En compagnie de Chumiro et Jara, les deux guides de Dos Santos, ils ont quitté le lit de l’Amazone pour rejoindre le Rio Negro au nord.
Dos Santos a choisi, pour retrouver le village Kuryanahua, de partir exactement deux ans après son précédent voyage. En effet, les petits cours d’eau navigables de la forêt amazonienne se modifient beaucoup selon les périodes de l’année. Ils sont donc partis comme il y a deux ans, à la fin de la saison des pluies.

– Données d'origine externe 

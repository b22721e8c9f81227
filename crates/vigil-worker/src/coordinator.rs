//! Pipeline coordinator.
//!
//! Owns one worker task per active stream and routes administrative
//! operations to it. Workers never share state with each other; the
//! coordinator only holds their control channels and frame sources.

use std::collections::HashMap;
use std::sync::Arc;
use std::time::Duration;

use tokio::sync::{mpsc, oneshot, Mutex};
use tokio::task::JoinHandle;
use tracing::{info, warn, Instrument};

use vigil_engine::{RiskScheduler, RuleCatalog, RuleSet, RuleSource};
use vigil_inference::InferenceBatcher;
use vigil_models::{FrameData, RiskTier, StreamId};

use crate::config::WorkerConfig;
use crate::error::{WorkerError, WorkerResult};
use crate::metrics::{set_active_streams, set_rules_generation};
use crate::sink::EventSink;
use crate::source::{FrameSource, LatestFrameSource};
use crate::status::{StatusBoard, StreamState, StreamStatus};
use crate::stream_worker::{Command, Control, StreamSpec, StreamWorker, WorkerDeps};

struct StreamHandle {
    commands: mpsc::Sender<Command>,
    source: Arc<LatestFrameSource>,
    task: JoinHandle<StreamState>,
}

/// Starts, stops and steers stream workers.
pub struct Coordinator {
    deps: WorkerDeps,
    streams: Mutex<HashMap<StreamId, StreamHandle>>,
}

impl Coordinator {
    pub fn new(
        config: WorkerConfig,
        catalog: Arc<RuleCatalog>,
        scheduler: Arc<RiskScheduler>,
        batcher: InferenceBatcher,
        sink: Arc<dyn EventSink>,
    ) -> Self {
        set_rules_generation(catalog.snapshot().generation());
        Self {
            deps: WorkerDeps {
                config: Arc::new(config),
                catalog,
                scheduler,
                batcher,
                sink,
                status: StatusBoard::new(),
            },
            streams: Mutex::new(HashMap::new()),
        }
    }

    pub fn config(&self) -> &WorkerConfig {
        &self.deps.config
    }

    pub fn catalog(&self) -> &Arc<RuleCatalog> {
        &self.deps.catalog
    }

    pub fn scheduler(&self) -> &Arc<RiskScheduler> {
        &self.deps.scheduler
    }

    pub fn batcher(&self) -> &InferenceBatcher {
        &self.deps.batcher
    }

    pub fn status_board(&self) -> &StatusBoard {
        &self.deps.status
    }

    /// Start a worker for `spec`.
    pub async fn start_stream(&self, spec: StreamSpec) -> WorkerResult<StreamStatus> {
        let mut streams = self.streams.lock().await;

        if let Some(existing) = streams.get(&spec.stream_id) {
            if !existing.task.is_finished() {
                return Err(WorkerError::StreamExists(spec.stream_id.to_string()));
            }
            streams.remove(&spec.stream_id);
        }
        if streams.len() >= self.deps.config.max_streams {
            return Err(WorkerError::CapacityExceeded(streams.len()));
        }
        if let Some(models) = &spec.models {
            let registry = self.deps.catalog.registry();
            if let Some(unknown) = models.iter().find(|m| !registry.contains(m)) {
                return Err(WorkerError::config_error(format!("unknown model '{unknown}'")));
            }
        }

        let stream_id = spec.stream_id.clone();
        let source = Arc::new(LatestFrameSource::new(stream_id.clone()));
        let worker = StreamWorker::new(spec, self.deps.clone(), Arc::clone(&source) as Arc<dyn FrameSource>)?;
        let status = worker.status().clone();
        let span = worker.logger().create_span();
        self.deps.status.publish(status.clone()).await;

        let (tx, rx) = mpsc::channel(self.deps.config.control_buffer.max(1));
        let task = tokio::spawn(worker.run(rx).instrument(span));

        streams.insert(
            stream_id.clone(),
            StreamHandle {
                commands: tx,
                source,
                task,
            },
        );
        set_active_streams(streams.len());
        info!(stream_id = %stream_id, active = streams.len(), "Stream started");

        Ok(status)
    }

    /// Stop a stream, discard its queued inference requests and drop its status.
    pub async fn stop_stream(&self, stream_id: &StreamId) -> WorkerResult<StreamStatus> {
        let handle = {
            let mut streams = self.streams.lock().await;
            let handle = streams
                .remove(stream_id)
                .ok_or_else(|| WorkerError::stream_not_found(stream_id))?;
            set_active_streams(streams.len());
            handle
        };

        let final_status = self.stop_handle(stream_id, handle).await;
        let cancelled = self.deps.batcher.cancel_stream(stream_id);
        let last = self.deps.status.remove(stream_id).await;
        info!(stream_id = %stream_id, cancelled, "Stream stopped");

        final_status
            .or(last)
            .ok_or_else(|| WorkerError::stream_not_found(stream_id))
    }

    async fn stop_handle(&self, stream_id: &StreamId, mut handle: StreamHandle) -> Option<StreamStatus> {
        let (ack, ack_rx) = oneshot::channel();
        let sent = handle
            .commands
            .send(Command {
                control: Control::Stop,
                ack,
            })
            .await
            .is_ok();
        let acked = if sent { ack_rx.await.ok() } else { None };

        match tokio::time::timeout(self.deps.config.stop_timeout, &mut handle.task).await {
            Ok(_) => {}
            Err(_) => {
                warn!(stream_id = %stream_id, "Worker did not stop in time, aborting");
                handle.task.abort();
            }
        }
        acked
    }

    pub async fn pause(&self, stream_id: &StreamId) -> WorkerResult<StreamStatus> {
        self.send(stream_id, Control::Pause).await
    }

    pub async fn resume(&self, stream_id: &StreamId) -> WorkerResult<StreamStatus> {
        self.send(stream_id, Control::Resume).await
    }

    /// Force a stream's tier for `hold`, or until cleared.
    pub async fn force_tier(
        &self,
        stream_id: &StreamId,
        tier: RiskTier,
        hold: Option<Duration>,
    ) -> WorkerResult<StreamStatus> {
        self.send(stream_id, Control::ForceTier { tier, hold }).await
    }

    pub async fn clear_tier(&self, stream_id: &StreamId) -> WorkerResult<StreamStatus> {
        self.send(stream_id, Control::ClearTier).await
    }

    async fn send(&self, stream_id: &StreamId, control: Control) -> WorkerResult<StreamStatus> {
        let commands = {
            let streams = self.streams.lock().await;
            streams
                .get(stream_id)
                .map(|h| h.commands.clone())
                .ok_or_else(|| WorkerError::stream_not_found(stream_id))?
        };

        let (ack, ack_rx) = oneshot::channel();
        commands
            .send(Command { control, ack })
            .await
            .map_err(|_| WorkerError::StreamStopped(stream_id.to_string()))?;
        ack_rx
            .await
            .map_err(|_| WorkerError::StreamStopped(stream_id.to_string()))
    }

    /// Publish a captured frame. Returns its sequence number.
    pub async fn push_frame(&self, stream_id: &StreamId, image: FrameData) -> WorkerResult<u64> {
        let streams = self.streams.lock().await;
        let handle = streams
            .get(stream_id)
            .ok_or_else(|| WorkerError::stream_not_found(stream_id))?;
        Ok(handle.source.publish(image))
    }

    /// Frame source of a running stream, for in-process capture.
    pub async fn frame_source(&self, stream_id: &StreamId) -> WorkerResult<Arc<LatestFrameSource>> {
        let streams = self.streams.lock().await;
        streams
            .get(stream_id)
            .map(|h| Arc::clone(&h.source))
            .ok_or_else(|| WorkerError::stream_not_found(stream_id))
    }

    /// Validate and publish a new rule set. Running workers pick it up on
    /// their next tick; a failed reload leaves the current set in place.
    pub async fn reload_rules(&self, source: RuleSource) -> WorkerResult<Arc<RuleSet>> {
        match self.deps.catalog.reload(source) {
            Ok(rules) => {
                set_rules_generation(rules.generation());
                info!(
                    generation = rules.generation(),
                    rules = rules.len(),
                    enabled = rules.enabled_count(),
                    "Rule set reloaded"
                );
                Ok(rules)
            }
            Err(e) => {
                warn!(error = %e, "Rule reload rejected");
                Err(e.into())
            }
        }
    }

    /// Reload from the configured rules file.
    pub async fn reload_from_config(&self) -> WorkerResult<Arc<RuleSet>> {
        let path = self
            .deps
            .config
            .rules_path
            .clone()
            .ok_or_else(|| WorkerError::config_error("no rules path configured"))?;
        self.reload_rules(RuleSource::file(path)).await
    }

    pub fn rules(&self) -> Arc<RuleSet> {
        self.deps.catalog.snapshot()
    }

    pub async fn status(&self, stream_id: &StreamId) -> WorkerResult<StreamStatus> {
        self.deps
            .status
            .get(stream_id)
            .await
            .ok_or_else(|| WorkerError::stream_not_found(stream_id))
    }

    pub async fn list(&self) -> Vec<StreamStatus> {
        self.deps.status.list().await
    }

    pub async fn active_streams(&self) -> usize {
        self.streams.lock().await.len()
    }

    /// Stop every stream and the batcher.
    pub async fn shutdown(&self) {
        let handles: Vec<_> = {
            let mut streams = self.streams.lock().await;
            streams.drain().collect()
        };
        info!(streams = handles.len(), "Stopping all streams");

        for (stream_id, handle) in handles {
            self.stop_handle(&stream_id, handle).await;
            self.deps.batcher.cancel_stream(&stream_id);
            self.deps.status.remove(&stream_id).await;
        }
        set_active_streams(0);
        self.deps.batcher.shutdown();
    }
}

Dos Santos avait à l’époque soigneusement dessiné la carte de ces petits cours d’eau. Cependant, malgré ces précautions, il semblerait que le paysage ait changé.
Gassendi supporte bien le voyage, même s’il s’énerve parfois à cause des petites mouches noires qui piquent. Il a eu le temps d’apprendre le portugais et communique assez bien avec les deux guides.
Ils connaissent la forêt et le Rio Negro mieux que quiconque. Chumiro est un vieil Indien au visage couvert de rides et de cicatrices. Doté d’un savoir extraordinaire, il semble connaître chaque plante, chaque animal et chaque insecte que cache la forêt. Jara, sous ses longs cheveux noirs aux reflets bleutés, est un très habile chasseur et un excellent pêcheur, qui dirige la pirogue avec dextérité. Lui aussi connaît très bien le fleuve.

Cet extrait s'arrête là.